16.6 It is a little disconcerting that the consent of the father was dispensed with on the basis of s 4(4)(c) of the Adoption of Children Act (Cap 4, 2012 Rev Ed) without further explanation of how the facts of the present case fulfilled the requirements of that provision. Dispensation of the consent of a natural parent should not be made easily, for the legal effects of adoption are severe and permanent.

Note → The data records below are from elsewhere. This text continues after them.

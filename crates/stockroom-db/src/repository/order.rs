//! # Order Repository
//!
//! Database operations for orders and their lines.
//!
//! ## Order Creation Flow
//! ```text
//! ┌─────────────────────────────────────────────────────────────────────────┐
//! │                                                                         │
//! │  BEGIN                                                                  │
//! │    INSERT orders       (total = Σ price × quantity)                     │
//! │    INSERT order_items  (one row per line)                               │
//! │  COMMIT                                                                 │
//! │                                                                         │
//! │  Any failing line rolls the whole order back.                           │
//! │  Stock quantities are NOT decremented.                                  │
//! │                                                                         │
//! └─────────────────────────────────────────────────────────────────────────┘
//! ```

use chrono::Utc;
use sqlx::SqlitePool;
use std::collections::HashMap;
use stockroom_core::{
    Order, OrderFilter, OrderInput, OrderItem, OrderStatus, OrderWithItems, Page, PageRequest,
};
use tracing::{debug, info};

use super::new_id;
use crate::error::{DbError, DbResult};
use crate::realtime::{ChangeFeed, ChangeKind, Table};

const ORDER_COLUMNS: &str =
    "id, customer_id, status, total_amount_cents, currency, notes, created_at, updated_at";

/// Repository for order database operations.
#[derive(Debug, Clone)]
pub struct OrderRepository {
    pool: SqlitePool,
    feed: ChangeFeed,
}

impl OrderRepository {
    pub fn new(pool: SqlitePool, feed: ChangeFeed) -> Self {
        OrderRepository { pool, feed }
    }

    /// Lists orders, newest first.
    ///
    /// ## Filters
    /// - `status`, `customer_id`: exact match
    /// - `created_from` / `created_to`: inclusive creation-time bounds
    pub async fn list(&self, filter: &OrderFilter, page: PageRequest) -> DbResult<Page<Order>> {
        let page = page.normalized();
        debug!(?filter, page = page.page, "Listing orders");

        const WHERE: &str = r#"
            WHERE (?1 IS NULL OR status = ?1)
              AND (?2 IS NULL OR customer_id = ?2)
              AND (?3 IS NULL OR created_at >= ?3)
              AND (?4 IS NULL OR created_at <= ?4)
        "#;

        let count_sql = format!("SELECT COUNT(*) FROM orders {WHERE}");
        let count: i64 = sqlx::query_scalar(&count_sql)
            .bind(filter.status)
            .bind(&filter.customer_id)
            .bind(filter.created_from)
            .bind(filter.created_to)
            .fetch_one(&self.pool)
            .await?;

        let list_sql = format!(
            "SELECT {ORDER_COLUMNS} FROM orders {WHERE} ORDER BY created_at DESC, id LIMIT ?5 OFFSET ?6"
        );
        let orders = sqlx::query_as::<_, Order>(&list_sql)
            .bind(filter.status)
            .bind(&filter.customer_id)
            .bind(filter.created_from)
            .bind(filter.created_to)
            .bind(page.limit())
            .bind(page.offset())
            .fetch_all(&self.pool)
            .await?;

        Ok(Page::new(orders, count, page))
    }

    /// Gets an order together with its lines.
    pub async fn get(&self, id: &str) -> DbResult<OrderWithItems> {
        let sql = format!("SELECT {ORDER_COLUMNS} FROM orders WHERE id = ?1");
        let order = sqlx::query_as::<_, Order>(&sql)
            .bind(id)
            .fetch_optional(&self.pool)
            .await?
            .ok_or_else(|| DbError::not_found("Order", id))?;

        let items = self.lines(id).await?;
        Ok(OrderWithItems { order, items })
    }

    pub async fn lines(&self, order_id: &str) -> DbResult<Vec<OrderItem>> {
        let items = sqlx::query_as::<_, OrderItem>(
            "SELECT id, order_id, item_id, quantity, price_cents FROM order_items WHERE order_id = ?1 ORDER BY rowid",
        )
        .bind(order_id)
        .fetch_all(&self.pool)
        .await?;
        Ok(items)
    }

    /// Every order with its lines, oldest first. Used by backups.
    pub async fn list_all_with_items(&self) -> DbResult<Vec<OrderWithItems>> {
        let sql = format!("SELECT {ORDER_COLUMNS} FROM orders ORDER BY created_at, id");
        let orders = sqlx::query_as::<_, Order>(&sql)
            .fetch_all(&self.pool)
            .await?;

        let lines = sqlx::query_as::<_, OrderItem>(
            "SELECT id, order_id, item_id, quantity, price_cents FROM order_items ORDER BY rowid",
        )
        .fetch_all(&self.pool)
        .await?;

        let mut by_order: HashMap<String, Vec<OrderItem>> = HashMap::new();
        for line in lines {
            by_order.entry(line.order_id.clone()).or_default().push(line);
        }

        Ok(orders
            .into_iter()
            .map(|order| {
                let items = by_order.remove(&order.id).unwrap_or_default();
                OrderWithItems { order, items }
            })
            .collect())
    }

    /// Creates an order and its lines in one transaction.
    pub async fn create(&self, input: &OrderInput) -> DbResult<OrderWithItems> {
        let id = new_id();
        let now = Utc::now();
        let total = input.total();

        let mut tx = self.pool.begin().await?;

        sqlx::query(
            r#"
            INSERT INTO orders (id, customer_id, status, total_amount_cents, currency, notes, created_at, updated_at)
            VALUES (?1, ?2, ?3, ?4, ?5, ?6, ?7, ?7)
            "#,
        )
        .bind(&id)
        .bind(&input.customer_id)
        .bind(input.status)
        .bind(total.cents())
        .bind(input.currency.trim().to_ascii_uppercase())
        .bind(&input.notes)
        .bind(now)
        .execute(&mut *tx)
        .await?;

        for line in &input.items {
            sqlx::query(
                "INSERT INTO order_items (id, order_id, item_id, quantity, price_cents) VALUES (?1, ?2, ?3, ?4, ?5)",
            )
            .bind(new_id())
            .bind(&id)
            .bind(&line.item_id)
            .bind(line.quantity)
            .bind(line.price_cents)
            .execute(&mut *tx)
            .await?;
        }

        tx.commit().await?;

        info!(id = %id, lines = input.items.len(), total = %total, "Order created");
        self.feed.publish(Table::Orders, ChangeKind::Insert, Some(&id));

        self.get(&id).await
    }

    pub async fn update_status(&self, id: &str, status: OrderStatus) -> DbResult<OrderWithItems> {
        let result = sqlx::query("UPDATE orders SET status = ?2, updated_at = ?3 WHERE id = ?1")
            .bind(id)
            .bind(status)
            .bind(Utc::now())
            .execute(&self.pool)
            .await?;

        if result.rows_affected() == 0 {
            return Err(DbError::not_found("Order", id));
        }

        info!(id = %id, status = status.as_str(), "Order status changed");
        self.feed.publish(Table::Orders, ChangeKind::Update, Some(id));

        self.get(id).await
    }

    /// Deletes an order; its lines go with it.
    pub async fn delete(&self, id: &str) -> DbResult<()> {
        let result = sqlx::query("DELETE FROM orders WHERE id = ?1")
            .bind(id)
            .execute(&self.pool)
            .await?;

        if result.rows_affected() == 0 {
            return Err(DbError::not_found("Order", id));
        }

        info!(id = %id, "Order deleted");
        self.feed.publish(Table::Orders, ChangeKind::Delete, Some(id));
        Ok(())
    }

    pub async fn count(&self) -> DbResult<i64> {
        let count: i64 = sqlx::query_scalar("SELECT COUNT(*) FROM orders")
            .fetch_one(&self.pool)
            .await?;
        Ok(count)
    }
}

#[cfg(test)]
mod tests {
    use super::*;
    use crate::repository::test_support::{database, item_input};
    use stockroom_core::{CustomerInput, OrderLineInput};

    async fn order_input(db: &crate::Database) -> OrderInput {
        let a = db.items().create(&item_input("ORD-A")).await.unwrap();
        let b = db.items().create(&item_input("ORD-B")).await.unwrap();
        OrderInput {
            currency: "mad".to_string(),
            items: vec![
                OrderLineInput {
                    item_id: a.id,
                    quantity: 3,
                    price_cents: 1500,
                },
                OrderLineInput {
                    item_id: b.id,
                    quantity: 1,
                    price_cents: 250,
                },
            ],
            ..Default::default()
        }
    }

    #[tokio::test]
    async fn test_create_computes_total() {
        let db = database().await;
        let input = order_input(&db).await;

        let created = db.orders().create(&input).await.unwrap();
        assert_eq!(created.order.total_amount_cents, 4750);
        assert_eq!(created.order.status, OrderStatus::Pending);
        assert_eq!(created.order.currency, "MAD");
        assert_eq!(created.items.len(), 2);
        assert_eq!(created.items[0].quantity, 3);
    }

    #[tokio::test]
    async fn test_create_does_not_touch_stock() {
        let db = database().await;
        let input = order_input(&db).await;
        let before = db.items().get(&input.items[0].item_id).await.unwrap();

        db.orders().create(&input).await.unwrap();

        let after = db.items().get(&input.items[0].item_id).await.unwrap();
        assert_eq!(after.quantity, before.quantity);
    }

    #[tokio::test]
    async fn test_failing_line_rolls_back() {
        let db = database().await;
        let mut input = order_input(&db).await;
        input.items[1].item_id = "missing-item".to_string();

        let err = db.orders().create(&input).await.unwrap_err();
        assert!(matches!(err, DbError::ForeignKeyViolation { .. }));
        assert_eq!(db.orders().count().await.unwrap(), 0);
    }

    #[tokio::test]
    async fn test_filters_and_status_update() {
        let db = database().await;
        let customer = db
            .customers()
            .create(&CustomerInput {
                name: "Rif Foods".to_string(),
                ..Default::default()
            })
            .await
            .unwrap();

        let mut input = order_input(&db).await;
        let first = db.orders().create(&input).await.unwrap();
        input.customer_id = Some(customer.id.clone());
        db.orders().create(&input).await.unwrap();

        db.orders()
            .update_status(&first.order.id, OrderStatus::Shipped)
            .await
            .unwrap();

        let shipped = OrderFilter {
            status: Some(OrderStatus::Shipped),
            ..Default::default()
        };
        let page = db.orders().list(&shipped, PageRequest::default()).await.unwrap();
        assert_eq!(page.count, 1);
        assert_eq!(page.data[0].id, first.order.id);

        let for_customer = OrderFilter {
            customer_id: Some(customer.id),
            ..Default::default()
        };
        let page = db.orders().list(&for_customer, PageRequest::default()).await.unwrap();
        assert_eq!(page.count, 1);
    }

    #[tokio::test]
    async fn test_delete_cascades_lines() {
        let db = database().await;
        let input = order_input(&db).await;
        let created = db.orders().create(&input).await.unwrap();

        db.orders().delete(&created.order.id).await.unwrap();

        assert!(db.orders().lines(&created.order.id).await.unwrap().is_empty());
        assert!(db.orders().get(&created.order.id).await.unwrap_err().is_not_found());
    }
}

The District Judge had rightly pointed out that ‘the line between guardianship and adoption needs to be understood and respected’. Section 4(4) of the Adoption of Children Act provides:

(4) An adoption order shall not be made except with the consent of every person or body who is a parent or guardian of the infant in respect of whom the application is made or who has the actual custody of the infant or who is liable to contribute to the support of the infant; but the court may dispense with any consent required by this subsection if the court is satisfied that the person whose consent is to be dispensed with –

(a) has abandoned, neglected, persistently ill-treated the infant or cannot be found and that reasonable notice of the application for an adoption order has been given to the parent or guardian where the parent or guardian can be found;

(b) is unfit by reason of any physical or mental incapacity to have the care and control of the infant, that the unfitness is likely to continue indefinitely and that reasonable notice of the application for an adoption order has been given to the parent or guardian; or

(c) ought, in the opinion of the court and in all the circumstances of the case to be dispensed with, notwithstanding that such person may have made suitable initial arrangements for the infant by placing the infant under the care of the authorities of a home for children and young persons, the protector under the Children and Young Persons Act (Cap. 38) or some other person.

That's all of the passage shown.